● WHAT YOU HAVE TO DO: Return every line below in which "ReadResults" appears.

************

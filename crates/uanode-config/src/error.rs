// SPDX-License-Identifier: PolyForm-Noncommercial-1.0.0
// Copyright (c) 2025 Sylvex. All rights reserved.

//! Configuration error types for uanode-config.

use std::path::PathBuf;
use thiserror::Error;

/// Configuration-related errors.
///
/// Covers loading, parsing, environment overrides and validation.
#[derive(Debug, Error)]
pub enum ConfigError {
    /// Failed to parse configuration file.
    #[error("Failed to parse config file '{path}': {message}")]
    Parse {
        /// Path to the configuration file.
        path: PathBuf,
        /// Error message.
        message: String,
    },

    /// Configuration validation failed.
    #[error("Validation failed for '{field}': {message}")]
    Validation {
        /// The field that failed validation.
        field: String,
        /// Error message.
        message: String,
    },

    /// File I/O error.
    #[error("Failed to read config file '{path}': {source}")]
    Io {
        /// Path to the file.
        path: PathBuf,
        /// Underlying I/O error.
        #[source]
        source: std::io::Error,
    },

    /// File not found.
    #[error("File not found: {path}")]
    FileNotFound {
        /// The path that was not found.
        path: PathBuf,
    },

    /// Invalid environment variable value.
    #[error("Invalid environment variable value for '{name}': {message}")]
    InvalidEnvVar {
        /// The environment variable name.
        name: String,
        /// Error message.
        message: String,
    },

    /// Unsupported configuration format.
    #[error("Unsupported configuration format: {format}")]
    UnsupportedFormat {
        /// The unsupported format.
        format: String,
    },

    /// Serialization error.
    #[error("Serialization error: {message}")]
    Serialization {
        /// Error message.
        message: String,
    },
}

impl ConfigError {
    /// Creates a parse error.
    pub fn parse(path: impl Into<PathBuf>, message: impl Into<String>) -> Self {
        Self::Parse {
            path: path.into(),
            message: message.into(),
        }
    }

    /// Creates a validation error.
    pub fn validation(field: impl Into<String>, message: impl Into<String>) -> Self {
        Self::Validation {
            field: field.into(),
            message: message.into(),
        }
    }

    /// Creates an I/O error.
    pub fn io(path: impl Into<PathBuf>, source: std::io::Error) -> Self {
        Self::Io {
            path: path.into(),
            source,
        }
    }

    /// Creates a file not found error.
    pub fn file_not_found(path: impl Into<PathBuf>) -> Self {
        Self::FileNotFound { path: path.into() }
    }

    /// Creates an invalid environment variable error.
    pub fn invalid_env_var(name: impl Into<String>, message: impl Into<String>) -> Self {
        Self::InvalidEnvVar {
            name: name.into(),
            message: message.into(),
        }
    }

    /// Creates an unsupported format error.
    pub fn unsupported_format(format: impl Into<String>) -> Self {
        Self::UnsupportedFormat {
            format: format.into(),
        }
    }

    /// Creates a serialization error.
    pub fn serialization(message: impl Into<String>) -> Self {
        Self::Serialization {
            message: message.into(),
        }
    }

    /// Returns `true` for errors caused by the content of the file rather
    /// than by access to it.
    pub fn is_content_error(&self) -> bool {
        matches!(
            self,
            Self::Parse { .. } | Self::Validation { .. } | Self::Serialization { .. }
        )
    }

    /// Returns the field name for validation errors.
    pub fn field(&self) -> Option<&str> {
        match self {
            Self::Validation { field, .. } => Some(field),
            _ => None,
        }
    }
}

/// Result type for configuration operations.
pub type ConfigResult<T> = Result<T, ConfigError>;

#[cfg(test)]
mod tests {
    use super::*;

    #[test]
    fn test_validation_display() {
        let err = ConfigError::validation("server.port", "must not be 0");
        assert_eq!(
            err.to_string(),
            "Validation failed for 'server.port': must not be 0"
        );
        assert_eq!(err.field(), Some("server.port"));
        assert!(err.is_content_error());
    }

    #[test]
    fn test_file_not_found_is_not_content_error() {
        let err = ConfigError::file_not_found("/nope/uanode.yaml");
        assert!(!err.is_content_error());
        assert!(err.to_string().contains("/nope/uanode.yaml"));
    }
}
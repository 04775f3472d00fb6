// SPDX-License-Identifier: PolyForm-Noncommercial-1.0.0
// Copyright (c) 2025 Sylvex. All rights reserved.

//! High-level client API.

use uanode_core::address_space::ReferenceDescription;
use uanode_core::error::{UaError, UaResult};
use uanode_core::protocol::{ReadValueId, Request, Response, SessionId, WriteValue};
use uanode_core::status::StatusCode;
use uanode_core::types::{EndpointDescription, NodeId};
use uanode_core::variant::DataValue;

use crate::connection::{ClientStats, ConnectionManager, ConnectionOptions, ConnectionState};
use crate::transport::{TcpTransport, Transport};

/// Attribute client for one server.
///
/// # Example
///
/// ```rust,ignore
/// let mut client = UaClient::tcp(ConnectionOptions::new("opc.tcp://localhost:4334/UA/MyServer"));
/// client.connect().await?;
/// client.create_session().await?;
/// let values = client.read_values(&[NodeId::string(1, "Temperature")]).await?;
/// client.disconnect().await;
/// ```
#[derive(Debug)]
pub struct UaClient {
    connection: ConnectionManager,
}

impl UaClient {
    /// Creates a client over `transport`.
    pub fn new(transport: Box<dyn Transport>, options: ConnectionOptions) -> Self {
        Self {
            connection: ConnectionManager::new(transport, options),
        }
    }

    /// Creates a client over TCP.
    pub fn tcp(options: ConnectionOptions) -> Self {
        Self::new(Box::new(TcpTransport::new()), options)
    }

    /// Returns the connection state.
    pub fn state(&self) -> ConnectionState {
        self.connection.state()
    }

    /// Returns the active session id.
    pub fn session_id(&self) -> Option<&SessionId> {
        self.connection.session().map(|s| &s.session_id)
    }

    /// Returns the client counters.
    pub fn stats(&self) -> ClientStats {
        self.connection.stats()
    }

    /// Returns the connection options.
    pub fn options(&self) -> &ConnectionOptions {
        self.connection.options()
    }

    /// Connects with backoff. See [`ConnectionManager::connect`].
    pub async fn connect(&mut self) -> UaResult<()> {
        self.connection.connect().await
    }

    /// Lists the server endpoints.
    pub async fn get_endpoints(&mut self) -> UaResult<Vec<EndpointDescription>> {
        self.connection.get_endpoints().await
    }

    /// Creates a session with the configured identity.
    pub async fn create_session(&mut self) -> UaResult<SessionId> {
        self.connection.create_session().await
    }

    /// Closes the active session.
    pub async fn close_session(&mut self) -> UaResult<()> {
        self.connection.close_session().await
    }

    /// Closes everything. Never fails.
    pub async fn disconnect(&mut self) {
        self.connection.disconnect().await
    }

    // =========================================================================
    // Attribute services
    // =========================================================================

    /// Reads a batch. One result per item, in order.
    pub async fn read(&mut self, items: &[ReadValueId]) -> UaResult<Vec<DataValue>> {
        if items.is_empty() {
            return Ok(Vec::new());
        }
        self.connection.stats_mut().reads += 1;
        let timeout_hint_ms = self.timeout_hint_ms();

        let response = self
            .connection
            .session_request(|session_id| Request::Read {
                session_id: session_id.clone(),
                items: items.to_vec(),
                timeout_hint_ms,
            })
            .await?;

        match response {
            Response::ReadResults { results } => {
                check_len("Read", items.len(), results.len())?;
                Ok(results)
            }
            other => Err(UaError::protocol(format!("expected ReadResults, got {:?}", other))),
        }
    }

    /// Reads the Value attribute of each node.
    pub async fn read_values(&mut self, nodes: &[NodeId]) -> UaResult<Vec<DataValue>> {
        let items: Vec<ReadValueId> = nodes.iter().cloned().map(ReadValueId::value).collect();
        self.read(&items).await
    }

    /// Writes a batch. One status per item, in order; items are independent.
    pub async fn write(&mut self, items: &[WriteValue]) -> UaResult<Vec<StatusCode>> {
        if items.is_empty() {
            return Ok(Vec::new());
        }
        self.connection.stats_mut().writes += 1;
        let timeout_hint_ms = self.timeout_hint_ms();

        let response = self
            .connection
            .session_request(|session_id| Request::Write {
                session_id: session_id.clone(),
                items: items.to_vec(),
                timeout_hint_ms,
            })
            .await?;

        match response {
            Response::WriteResults { results } => {
                check_len("Write", items.len(), results.len())?;
                Ok(results)
            }
            other => Err(UaError::protocol(format!("expected WriteResults, got {:?}", other))),
        }
    }

    /// Lists the children of `node_id`.
    pub async fn browse(&mut self, node_id: &NodeId) -> UaResult<Vec<ReferenceDescription>> {
        let response = self
            .connection
            .session_request(|session_id| Request::Browse {
                session_id: session_id.clone(),
                node_id: node_id.clone(),
            })
            .await?;

        match response {
            Response::BrowseResults { references } => Ok(references),
            other => Err(UaError::protocol(format!("expected BrowseResults, got {:?}", other))),
        }
    }

    fn timeout_hint_ms(&self) -> u64 {
        self.connection.options().request_timeout.as_millis() as u64
    }
}

fn check_len(service: &str, expected: usize, actual: usize) -> UaResult<()> {
    if expected == actual {
        Ok(())
    } else {
        Err(UaError::protocol(format!(
            "{} returned {} results for {} items",
            service, actual, expected
        )))
    }
}
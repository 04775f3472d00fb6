// SPDX-License-Identifier: PolyForm-Noncommercial-1.0.0
// Copyright (c) 2025 Sylvex. All rights reserved.

//! TCP listener.
//!
//! One task per accepted socket. Each task reads framed requests, hands them
//! to its [`ServerConnection`] and writes the response with the same request
//! id. A shutdown signal stops the accept loop and every connection task.

use std::net::SocketAddr;

use tokio::io::BufReader;
use tokio::net::{TcpListener, TcpStream};
use tokio::sync::broadcast;
use tokio::task::JoinSet;
use uanode_core::protocol::{read_frame, write_frame, CodecError, Envelope, Request, Response};
use uanode_core::status::StatusCode;

use crate::error::{ServerError, ServerResult};
use crate::server::{ServerConnection, UaServer};

impl UaServer {
    /// Binds the configured address.
    pub async fn bind(&self) -> ServerResult<TcpListener> {
        let address = self.config().bind_address();
        let listener = TcpListener::bind(&address)
            .await
            .map_err(|source| ServerError::Bind {
                address: address.clone(),
                source,
            })?;
        tracing::info!(address = %address, "Listening");
        Ok(listener)
    }

    /// Accepts connections until `shutdown` fires, then waits for the
    /// connection tasks to finish.
    pub async fn serve(
        &self,
        listener: TcpListener,
        mut shutdown: broadcast::Receiver<()>,
    ) -> ServerResult<()> {
        let mut connections = JoinSet::new();

        loop {
            tokio::select! {
                accepted = listener.accept() => {
                    match accepted {
                        Ok((stream, peer)) => {
                            let conn = self.open_connection(peer.to_string());
                            connections.spawn(run_connection(conn, stream, peer, shutdown.resubscribe()));
                        }
                        Err(e) => {
                            tracing::warn!(error = %e, "Accept failed");
                        }
                    }
                }
                Some(finished) = connections.join_next(), if !connections.is_empty() => {
                    if let Err(e) = finished {
                        tracing::error!(error = %e, "Connection task failed");
                    }
                }
                _ = shutdown.recv() => {
                    tracing::info!("Listener stopped accepting connections");
                    break;
                }
            }
        }

        while let Some(finished) = connections.join_next().await {
            if let Err(e) = finished {
                tracing::error!(error = %e, "Connection task failed");
            }
        }
        Ok(())
    }
}

async fn run_connection(
    mut conn: ServerConnection,
    stream: TcpStream,
    peer: SocketAddr,
    mut shutdown: broadcast::Receiver<()>,
) {
    if let Err(e) = stream.set_nodelay(true) {
        tracing::debug!(peer = %peer, error = %e, "Failed to set TCP_NODELAY");
    }
    let (read_half, mut write_half) = stream.into_split();
    let mut reader = BufReader::new(read_half);

    loop {
        let frame = tokio::select! {
            frame = read_frame::<_, Envelope<Request>>(&mut reader) => frame,
            _ = shutdown.recv() => break,
        };

        let envelope = match frame {
            Ok(Some(envelope)) => envelope,
            Ok(None) => break,
            Err(CodecError::Malformed(e)) => {
                tracing::warn!(peer = %peer, error = %e, "Malformed request");
                let fault = Envelope {
                    request_id: 0,
                    body: Response::fault(StatusCode::BAD_DECODING_ERROR),
                };
                let _ = write_frame(&mut write_half, &fault).await;
                break;
            }
            Err(e) => {
                tracing::debug!(peer = %peer, error = %e, "Connection read failed");
                break;
            }
        };

        let response = Envelope {
            request_id: envelope.request_id,
            body: conn.handle(envelope.body).await,
        };
        if let Err(e) = write_frame(&mut write_half, &response).await {
            tracing::debug!(peer = %peer, error = %e, "Connection write failed");
            break;
        }
        if conn.is_closed() {
            break;
        }
    }
}
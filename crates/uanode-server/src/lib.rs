// SPDX-License-Identifier: PolyForm-Noncommercial-1.0.0
// Copyright (c) 2025 Sylvex. All rights reserved.

//! # uanode-server
//!
//! Server side of uanode: security negotiation, the session table, batched
//! attribute services and the TCP listener.
//!
//! ## Architecture
//!
//! ```text
//! ┌──────────────────────────── UaServer ────────────────────────────┐
//! │                                                                  │
//! │  listener ──► ServerConnection ──► SecurityNegotiator            │
//! │                     │                  └── StoreValidator        │
//! │                     │                        └── CertificateStore│
//! │                     ├──► SessionManager (sweep task)             │
//! │                     └──► AttributeExchange ──► NodeStore         │
//! │                                                  ▲               │
//! │                                 ValueSimulator ──┘               │
//! └──────────────────────────────────────────────────────────────────┘
//! ```
//!
//! ## Modules
//!
//! - [`server`]: service dispatch and lifecycle
//! - [`listener`]: framed TCP transport
//! - [`session`]: session lifecycle and idle sweep
//! - [`exchange`]: per-item read, write and browse
//! - [`security`]: negotiation, certificate trust and PKI
//! - [`device`]: the sample device address space
//! - [`simulator`]: periodic value updates
//! - [`endpoint`]: endpoint descriptions

#![warn(missing_docs)]
#![deny(unsafe_code)]

pub mod device;
pub mod endpoint;
pub mod error;
pub mod exchange;
pub mod listener;
pub mod security;
pub mod server;
pub mod session;
pub mod simulator;

pub use device::{build_address_space, DeviceNodes};
pub use error::{ServerError, ServerResult};
pub use exchange::AttributeExchange;
pub use server::{ServerConnection, ServerState, UaServer, UaServerBuilder};
pub use session::{
    CloseReason, IdentityPolicy, SessionConfig, SessionManager, SessionState, SessionStatsSnapshot,
};
pub use simulator::ValueSimulator;
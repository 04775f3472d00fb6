// SPDX-License-Identifier: PolyForm-Noncommercial-1.0.0
// Copyright (c) 2025 Sylvex. All rights reserved.

//! Graceful shutdown coordination.
//!
//! Components subscribe to a broadcast channel; the coordinator fires it
//! once, either on SIGINT/SIGTERM or when asked to.

use std::sync::atomic::{AtomicBool, Ordering};
use std::sync::Arc;

use tokio::sync::broadcast;
use tracing::{info, warn};

// =============================================================================
// ShutdownCoordinator
// =============================================================================

/// Coordinates graceful shutdown across the server's tasks.
///
/// # Example
///
/// ```ignore
/// let coordinator = ShutdownCoordinator::new();
/// let handles = server.spawn_background_tasks(coordinator.sender());
/// coordinator.wait_for_shutdown().await;
/// ```
#[derive(Clone)]
pub struct ShutdownCoordinator {
    sender: broadcast::Sender<()>,
    shutdown_initiated: Arc<AtomicBool>,
}

impl ShutdownCoordinator {
    /// Creates a new shutdown coordinator.
    pub fn new() -> Self {
        let (sender, _) = broadcast::channel(1);
        Self {
            sender,
            shutdown_initiated: Arc::new(AtomicBool::new(false)),
        }
    }

    /// Subscribes to shutdown notifications.
    pub fn subscribe(&self) -> broadcast::Receiver<()> {
        self.sender.subscribe()
    }

    /// Returns the underlying sender, for APIs that subscribe themselves.
    pub fn sender(&self) -> &broadcast::Sender<()> {
        &self.sender
    }

    /// Notifies all subscribers. Only the first call has an effect.
    pub fn initiate_shutdown(&self) {
        if self
            .shutdown_initiated
            .compare_exchange(false, true, Ordering::SeqCst, Ordering::SeqCst)
            .is_ok()
        {
            info!("Shutdown initiated");
            let _ = self.sender.send(());
        }
    }

    /// Returns true if shutdown has been initiated.
    pub fn is_shutdown_initiated(&self) -> bool {
        self.shutdown_initiated.load(Ordering::SeqCst)
    }

    /// Waits for SIGINT or SIGTERM, or for [`initiate_shutdown`](Self::initiate_shutdown),
    /// then notifies all subscribers.
    pub async fn wait_for_shutdown(&self) {
        if self.is_shutdown_initiated() {
            return;
        }
        let mut manual = self.subscribe();

        tokio::select! {
            _ = os_signal() => {}
            _ = manual.recv() => {}
        }
        self.initiate_shutdown();
    }
}

impl Default for ShutdownCoordinator {
    fn default() -> Self {
        Self::new()
    }
}

#[cfg(unix)]
async fn os_signal() {
    use tokio::signal::unix::{signal, SignalKind};

    let (mut sigterm, mut sigint) = match (
        signal(SignalKind::terminate()),
        signal(SignalKind::interrupt()),
    ) {
        (Ok(term), Ok(int)) => (term, int),
        (Err(e), _) | (_, Err(e)) => {
            warn!(error = %e, "Failed to register signal handlers, falling back to Ctrl+C");
            ctrl_c().await;
            return;
        }
    };

    tokio::select! {
        _ = sigterm.recv() => info!("Received SIGTERM"),
        _ = sigint.recv() => info!("Received SIGINT"),
    }
}

#[cfg(not(unix))]
async fn os_signal() {
    ctrl_c().await;
}

async fn ctrl_c() {
    match tokio::signal::ctrl_c().await {
        Ok(()) => info!("Received Ctrl+C"),
        Err(e) => {
            warn!(error = %e, "Failed to listen for Ctrl+C; only a programmatic shutdown will stop the process");
            std::future::pending::<()>().await;
        }
    }
}

// =============================================================================
// Tests
// =============================================================================
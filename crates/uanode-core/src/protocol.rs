// SPDX-License-Identifier: PolyForm-Noncommercial-1.0.0
// Copyright (c) 2025 Sylvex. All rights reserved.

//! Service messages and their framing.
//!
//! Every message travels as one frame: a 4-byte big-endian length followed
//! by a JSON body. Requests and responses are wrapped in an envelope that
//! carries a request id so a client can detect a desynchronised stream.
//!
//! ```text
//! +----------------+-------------------------------+
//! | length (u32BE) | {"request_id":1,"body":{...}} |
//! +----------------+-------------------------------+
//! ```

use std::fmt;
use std::time::Duration;

use chrono::{DateTime, Utc};
use serde::de::DeserializeOwned;
use serde::{Deserialize, Serialize};
use thiserror::Error;
use tokio::io::{AsyncRead, AsyncReadExt, AsyncWrite, AsyncWriteExt};
use uuid::Uuid;

use crate::address_space::ReferenceDescription;
use crate::status::StatusCode;
use crate::types::{
    duration_millis, AttributeId, EndpointDescription, NodeId, SecurityPair, UserIdentity,
};
use crate::variant::{DataValue, Variant};

/// Largest accepted frame body.
pub const MAX_FRAME_SIZE: usize = 16 * 1024 * 1024;

// =============================================================================
// Identifiers
// =============================================================================

/// Opaque session identifier.
#[derive(Debug, Clone, PartialEq, Eq, Hash, Serialize, Deserialize)]
#[serde(transparent)]
pub struct SessionId(String);

impl SessionId {
    /// Allocates a fresh random id.
    pub fn generate() -> Self {
        Self(Uuid::new_v4().to_string())
    }

    /// Returns the id as a string slice.
    pub fn as_str(&self) -> &str {
        &self.0
    }
}

impl fmt::Display for SessionId {
    fn fmt(&self, f: &mut fmt::Formatter<'_>) -> fmt::Result {
        f.write_str(&self.0)
    }
}

impl From<&str> for SessionId {
    fn from(s: &str) -> Self {
        Self(s.to_string())
    }
}

/// Secure channel identifier, unique per server process.
pub type ChannelId = u32;

// =============================================================================
// Payloads
// =============================================================================

/// A peer certificate as presented during channel opening.
#[derive(Debug, Clone, PartialEq, Eq, Serialize, Deserialize)]
pub struct PeerCertificate {
    /// DER-encoded certificate.
    pub der: Vec<u8>,
    /// Subject distinguished name.
    pub subject: String,
    /// Start of validity.
    pub not_before: DateTime<Utc>,
    /// End of validity.
    pub not_after: DateTime<Utc>,
}

impl PeerCertificate {
    /// Returns `true` if `at` lies within the validity window.
    pub fn is_time_valid(&self, at: DateTime<Utc>) -> bool {
        at >= self.not_before && at <= self.not_after
    }
}

/// One item of a read request.
#[derive(Debug, Clone, PartialEq, Eq, Serialize, Deserialize)]
pub struct ReadValueId {
    /// Node to read.
    pub node_id: NodeId,
    /// Attribute to read.
    #[serde(default)]
    pub attribute_id: AttributeId,
}

impl ReadValueId {
    /// Reads the Value attribute of `node_id`.
    pub fn value(node_id: NodeId) -> Self {
        Self {
            node_id,
            attribute_id: AttributeId::VALUE,
        }
    }
}

/// One item of a write request.
#[derive(Debug, Clone, PartialEq, Serialize, Deserialize)]
pub struct WriteValue {
    /// Node to write.
    pub node_id: NodeId,
    /// Attribute to write.
    #[serde(default)]
    pub attribute_id: AttributeId,
    /// Value to write.
    pub value: Variant,
}

impl WriteValue {
    /// Writes `value` to the Value attribute of `node_id`.
    pub fn value(node_id: NodeId, value: impl Into<Variant>) -> Self {
        Self {
            node_id,
            attribute_id: AttributeId::VALUE,
            value: value.into(),
        }
    }
}

// =============================================================================
// Messages
// =============================================================================

/// Client-to-server service request.
#[derive(Debug, Clone, PartialEq, Serialize, Deserialize)]
#[serde(tag = "service", rename_all = "snake_case")]
pub enum Request {
    /// First message on a connection.
    Hello {
        /// URL the client connected to.
        endpoint_url: String,
    },
    /// Lists the advertised endpoints.
    GetEndpoints,
    /// Negotiates security for this connection.
    OpenSecureChannel {
        /// Requested mode and policy.
        security: SecurityPair,
        /// Client certificate, required for signed modes.
        client_certificate: Option<PeerCertificate>,
    },
    /// Creates and activates a session bound to this channel.
    CreateSession {
        /// Client-chosen session name.
        session_name: String,
        /// Identity token.
        identity: UserIdentity,
        /// Requested idle timeout.
        #[serde(with = "duration_millis")]
        requested_timeout: Duration,
    },
    /// Re-binds an existing session to this channel.
    ActivateSession {
        /// Session to re-bind.
        session_id: SessionId,
        /// Identity token; must match the one used at creation.
        identity: UserIdentity,
    },
    /// Batched attribute read.
    Read {
        /// Session.
        session_id: SessionId,
        /// Items, in order.
        items: Vec<ReadValueId>,
        /// Server-side deadline in milliseconds, 0 for none.
        #[serde(default)]
        timeout_hint_ms: u64,
    },
    /// Batched attribute write.
    Write {
        /// Session.
        session_id: SessionId,
        /// Items, in order.
        items: Vec<WriteValue>,
        /// Server-side deadline in milliseconds, 0 for none.
        #[serde(default)]
        timeout_hint_ms: u64,
    },
    /// Lists the children of a node.
    Browse {
        /// Session.
        session_id: SessionId,
        /// Node to browse.
        node_id: NodeId,
    },
    /// Closes a session.
    CloseSession {
        /// Session to close.
        session_id: SessionId,
    },
    /// Closes the channel; the server drops the connection afterwards.
    CloseSecureChannel,
}

impl Request {
    /// Returns the service name for logging.
    pub fn service_name(&self) -> &'static str {
        match self {
            Self::Hello { .. } => "Hello",
            Self::GetEndpoints => "GetEndpoints",
            Self::OpenSecureChannel { .. } => "OpenSecureChannel",
            Self::CreateSession { .. } => "CreateSession",
            Self::ActivateSession { .. } => "ActivateSession",
            Self::Read { .. } => "Read",
            Self::Write { .. } => "Write",
            Self::Browse { .. } => "Browse",
            Self::CloseSession { .. } => "CloseSession",
            Self::CloseSecureChannel => "CloseSecureChannel",
        }
    }
}

/// Server-to-client service response.
#[derive(Debug, Clone, PartialEq, Serialize, Deserialize)]
#[serde(tag = "service", rename_all = "snake_case")]
pub enum Response {
    /// Answer to `Hello`.
    Acknowledge {
        /// Server application URI.
        server_uri: String,
    },
    /// Answer to `GetEndpoints`.
    Endpoints {
        /// Advertised endpoints.
        endpoints: Vec<EndpointDescription>,
    },
    /// Answer to `OpenSecureChannel`.
    ChannelOpened {
        /// Assigned channel id.
        channel_id: ChannelId,
        /// Selected mode and policy.
        security: SecurityPair,
    },
    /// Answer to `CreateSession`.
    SessionCreated {
        /// Assigned session id.
        session_id: SessionId,
        /// Idle timeout the server will enforce.
        #[serde(with = "duration_millis")]
        revised_timeout: Duration,
    },
    /// Answer to `ActivateSession`.
    SessionActivated {
        /// Re-bound session.
        session_id: SessionId,
    },
    /// Answer to `Read`, one entry per item.
    ReadResults {
        /// Results in request order.
        results: Vec<DataValue>,
    },
    /// Answer to `Write`, one entry per item.
    WriteResults {
        /// Results in request order.
        results: Vec<StatusCode>,
    },
    /// Answer to `Browse`.
    BrowseResults {
        /// Child references.
        references: Vec<ReferenceDescription>,
    },
    /// Answer to `CloseSession`.
    SessionClosed,
    /// Answer to `CloseSecureChannel`.
    ChannelClosed,
    /// The whole request failed.
    ServiceFault {
        /// Reason.
        status: StatusCode,
    },
}

impl Response {
    /// Creates a fault response.
    pub fn fault(status: StatusCode) -> Self {
        Self::ServiceFault { status }
    }

    /// Returns the fault status, if this is a fault.
    pub fn fault_status(&self) -> Option<StatusCode> {
        match self {
            Self::ServiceFault { status } => Some(*status),
            _ => None,
        }
    }
}

/// Envelope pairing a message with its request id.
#[derive(Debug, Clone, PartialEq, Serialize, Deserialize)]
pub struct Envelope<T> {
    /// Request id, echoed in the response.
    pub request_id: u32,
    /// The message.
    pub body: T,
}

// =============================================================================
// Framing
// =============================================================================

/// Framing errors.
#[derive(Debug, Error)]
pub enum CodecError {
    /// Socket error.
    #[error("I/O error: {0}")]
    Io(#[from] std::io::Error),

    /// Frame length above [`MAX_FRAME_SIZE`].
    #[error("Frame of {0} bytes exceeds the maximum size")]
    FrameTooLarge(usize),

    /// The body is not a valid message.
    #[error("Malformed message: {0}")]
    Malformed(#[from] serde_json::Error),
}

/// Writes one frame.
pub async fn write_frame<W, T>(writer: &mut W, message: &T) -> Result<(), CodecError>
where
    W: AsyncWrite + Unpin,
    T: Serialize,
{
    let body = serde_json::to_vec(message)?;
    if body.len() > MAX_FRAME_SIZE {
        return Err(CodecError::FrameTooLarge(body.len()));
    }
    writer.write_u32(body.len() as u32).await?;
    writer.write_all(&body).await?;
    writer.flush().await?;
    Ok(())
}

/// Reads one frame. Returns `Ok(None)` on a clean end of stream.
pub async fn read_frame<R, T>(reader: &mut R) -> Result<Option<T>, CodecError>
where
    R: AsyncRead + Unpin,
    T: DeserializeOwned,
{
    let len = match reader.read_u32().await {
        Ok(len) => len as usize,
        Err(e) if e.kind() == std::io::ErrorKind::UnexpectedEof => return Ok(None),
        Err(e) => return Err(e.into()),
    };
    if len > MAX_FRAME_SIZE {
        return Err(CodecError::FrameTooLarge(len));
    }
    let mut body = vec![0u8; len];
    reader.read_exact(&mut body).await?;
    Ok(Some(serde_json::from_slice(&body)?))
}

************

● WRITTEN REPLY:
            Response::ReadResults { results } => {
            other => Err(UaError::protocol(format!("expected ReadResults, got {:?}", other))),
    ReadResults {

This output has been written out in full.